Kepala Dinas Perikanan (Diskan) Berau, Abdul Majid, mengatakan proses perizinan menjadi tahapan yang tidak bisa dilewati karena produk ikan kaleng masuk dalam kategori pangan berisiko tinggi. Oleh sebab itu, seluruh persyaratan administrasi maupun teknis harus dipenuhi secara bertahap.
“Kami sedang fokus mengejar proses perizinan BPOM. Produk ini masuk kategori pangan berisiko tinggi sehingga seluruh persyaratan harus dipenuhi, mulai dari pengujian produk, kesiapan alat hingga standar produksinya. Semua harus dilakukan secara bertahap,” ujarnya.
Ia menjelaskan, saat ini produk yang dikembangkan masih mengantongi izin laik higiene dan sanitasi. Sementara untuk memperoleh izin edar BPOM, masih diperlukan serangkaian tahapan verifikasi yang cukup panjang.
Menurutnya, percepatan perizinan menjadi amanah yang diberikan Pemerintah Kabupaten Berau sebagai bagian dari upaya meningkatkan nilai tambah hasil perikanan daerah melalui program hilirisasi.
“Ini menjadi tantangan yang diberikan kepada kami untuk menghadirkan produk olahan ikan yang memiliki daya saing. Karena itu kami tidak ingin terburu-buru, tetapi memastikan seluruh persyaratan benar-benar terpenuhi,” katanya.
Pihaknya menuturkan, produksi ikan kaleng saat ini masih berada pada skala industri rumahan dengan kapasitas yang relatif kecil. Produk tersebut bahkan sempat diperkenalkan hingga ke di Jeddah, Arab Saudi dengan membawa sekitar 131 kemasan berukuran 100 gram.
“Produksi kami masih sangat kecil, baru sekitar 0,2 persen dan masih skala home industry. Kemarin kami membawa sekitar 131 kemasan saat hani di Jeddah, Arab Saudi., tetapi memang belum bisa dipasarkan secara luas karena masih menunggu izin edar BPOM,” jelasnya.

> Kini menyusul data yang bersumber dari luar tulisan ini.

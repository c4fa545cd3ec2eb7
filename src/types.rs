//! Core data structures shared by the encoder and decoder.

use std::collections::BTreeMap;
use std::fmt;

use serde::{Deserialize, Deserializer, Serialize};

/// Name of the URL argument that carries the encoded path segment.
pub const FILTERS_PARAM: &str = "filters";

/// Filter state keyed by filter key (or URL key, depending on the stage).
///
/// A `BTreeMap` keeps iteration deterministic, so nothing downstream depends
/// on the order the caller inserted entries in.
pub type FilterMap = BTreeMap<String, FilterValue>;

/// Raw URL parameters as handed over by the routing layer: an optional
/// `filters` entry holding the path segment plus any query arguments.
pub type RawParams = BTreeMap<String, FilterValue>;

/// A single filter value: either a scalar or a list of scalars.
///
/// Scalars are kept in their rendered string form. Lists are compared as
/// unordered multisets when eliding defaults and are sorted before they are
/// rendered into a path.
#[derive(Debug, Clone, PartialEq, Eq, Hash, Serialize)]
#[serde(untagged)]
pub enum FilterValue {
    /// A single value, e.g. `page = "2"`.
    Scalar(String),
    /// Several values for the same key, e.g. `feature = ["helipad", "spa"]`.
    List(Vec<String>),
}

impl FilterValue {
    /// Build a value from split parts: one part stays a scalar, anything else
    /// becomes a list.
    pub fn from_parts(mut parts: Vec<String>) -> Self {
        if parts.len() == 1 {
            FilterValue::Scalar(parts.remove(0))
        } else {
            FilterValue::List(parts)
        }
    }

    /// View the value as a slice of scalars. A scalar is a one-element slice.
    pub fn as_slice(&self) -> &[String] {
        match self {
            FilterValue::Scalar(value) => std::slice::from_ref(value),
            FilterValue::List(values) => values,
        }
    }

    /// Consume the value into its scalars.
    pub fn into_vec(self) -> Vec<String> {
        match self {
            FilterValue::Scalar(value) => vec![value],
            FilterValue::List(values) => values,
        }
    }

    /// The scalar string, if this is a scalar.
    pub fn as_scalar(&self) -> Option<&str> {
        match self {
            FilterValue::Scalar(value) => Some(value),
            FilterValue::List(_) => None,
        }
    }

    /// Check if this value is a list.
    pub fn is_list(&self) -> bool {
        matches!(self, FilterValue::List(_))
    }

    /// A blank value carries no information: an empty or whitespace-only
    /// scalar, or an empty list.
    pub fn is_blank(&self) -> bool {
        match self {
            FilterValue::Scalar(value) => value.trim().is_empty(),
            FilterValue::List(values) => values.is_empty(),
        }
    }

    /// Compare two values as unordered multisets of scalars.
    ///
    /// A scalar compares equal to a one-element list holding the same value.
    pub fn same_members(&self, other: &FilterValue) -> bool {
        if self == other {
            return true;
        }
        let mut left: Vec<&String> = self.as_slice().iter().collect();
        let mut right: Vec<&String> = other.as_slice().iter().collect();
        left.sort();
        right.sort();
        left == right
    }

    /// Return the value with list members sorted ascending.
    pub fn sorted(self) -> Self {
        match self {
            FilterValue::List(mut values) => {
                values.sort();
                FilterValue::List(values)
            }
            scalar => scalar,
        }
    }

    /// Append a value, promoting a scalar to a list.
    pub fn push(&mut self, value: String) {
        match self {
            FilterValue::List(values) => values.push(value),
            FilterValue::Scalar(existing) => {
                let first = std::mem::take(existing);
                *self = FilterValue::List(vec![first, value]);
            }
        }
    }
}

impl fmt::Display for FilterValue {
    fn fmt(&self, f: &mut fmt::Formatter<'_>) -> fmt::Result {
        match self {
            FilterValue::Scalar(value) => f.write_str(value),
            FilterValue::List(values) => f.write_str(&values.join(",")),
        }
    }
}

impl From<&str> for FilterValue {
    fn from(value: &str) -> Self {
        FilterValue::Scalar(value.to_string())
    }
}

impl From<String> for FilterValue {
    fn from(value: String) -> Self {
        FilterValue::Scalar(value)
    }
}

macro_rules! scalar_from_display {
    ($($ty:ty),*) => {
        $(
            impl From<$ty> for FilterValue {
                fn from(value: $ty) -> Self {
                    FilterValue::Scalar(value.to_string())
                }
            }
        )*
    };
}

scalar_from_display!(i32, i64, u32, u64, usize, bool);

impl<T: ToString> From<Vec<T>> for FilterValue {
    fn from(values: Vec<T>) -> Self {
        FilterValue::List(values.iter().map(ToString::to_string).collect())
    }
}

impl<T: ToString, const N: usize> From<[T; N]> for FilterValue {
    fn from(values: [T; N]) -> Self {
        FilterValue::List(values.iter().map(ToString::to_string).collect())
    }
}

/// Scalars as they may arrive from JSON or TOML.
#[derive(Deserialize)]
#[serde(untagged)]
enum ScalarRepr {
    Str(String),
    Int(i64),
    Float(f64),
    Bool(bool),
}

impl ScalarRepr {
    fn into_string(self) -> String {
        match self {
            ScalarRepr::Str(value) => value,
            ScalarRepr::Int(value) => value.to_string(),
            ScalarRepr::Float(value) => value.to_string(),
            ScalarRepr::Bool(value) => value.to_string(),
        }
    }
}

#[derive(Deserialize)]
#[serde(untagged)]
enum ValueRepr {
    List(Vec<ScalarRepr>),
    Scalar(ScalarRepr),
}

impl<'de> Deserialize<'de> for FilterValue {
    fn deserialize<D>(deserializer: D) -> Result<Self, D::Error>
    where
        D: Deserializer<'de>,
    {
        Ok(match ValueRepr::deserialize(deserializer)? {
            ValueRepr::Scalar(scalar) => FilterValue::Scalar(scalar.into_string()),
            ValueRepr::List(items) => {
                FilterValue::List(items.into_iter().map(ScalarRepr::into_string).collect())
            }
        })
    }
}

/// Result of encoding a filter map: the path segment plus the arguments that
/// stay in the query string.
#[derive(Debug, Clone, PartialEq, Default)]
pub struct EncodedFilters {
    /// Slash-joined path tokens, e.g. `feat-helipad/page-2`.
    pub path_segment: String,
    /// Arguments that are not part of the path, keyed by URL key.
    pub query_args: FilterMap,
}

impl EncodedFilters {
    /// Merge the path segment into the query arguments under
    /// [`FILTERS_PARAM`], producing the argument map a URL builder expects.
    pub fn into_url_args(self) -> FilterMap {
        let mut args = self.query_args;
        args.insert(
            FILTERS_PARAM.to_string(),
            FilterValue::Scalar(self.path_segment),
        );
        args
    }
}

Dalam jangka panjang, Diskan Berau juga menargetkan hadirnya investor yang bersedia berkolaborasi membangun industri pengalengan ikan di Berau. Potensi perikanan yang melimpah dinilai menjadi modal besar untuk mendukung investasi tersebut.
“Target jangka panjang kami adalah menghadirkan investor untuk membangun industri pengalengan ikan di Berau. Potensi bahan baku kita sangat besar dengan beragam jenis ikan, meski saat ini produk yang kami prioritaskan adalah ikan tuna,” ungkapnya.
Ia menambahkan, proses penilaian BPOM tidak hanya melihat hasil akhir produk, tetapi juga menelusuri kelayakan peralatan, proses produksi hingga asal-usul bahan baku yang digunakan.
“BPOM akan memeriksa seluruh proses, mulai dari alat produksi, sumber bahan baku hingga aspek keamanan pangan dan keberlanjutan. Karena itu prosesnya memang membutuhkan waktu dan tidak bisa dilakukan secara instan,” kuncinya. (*/)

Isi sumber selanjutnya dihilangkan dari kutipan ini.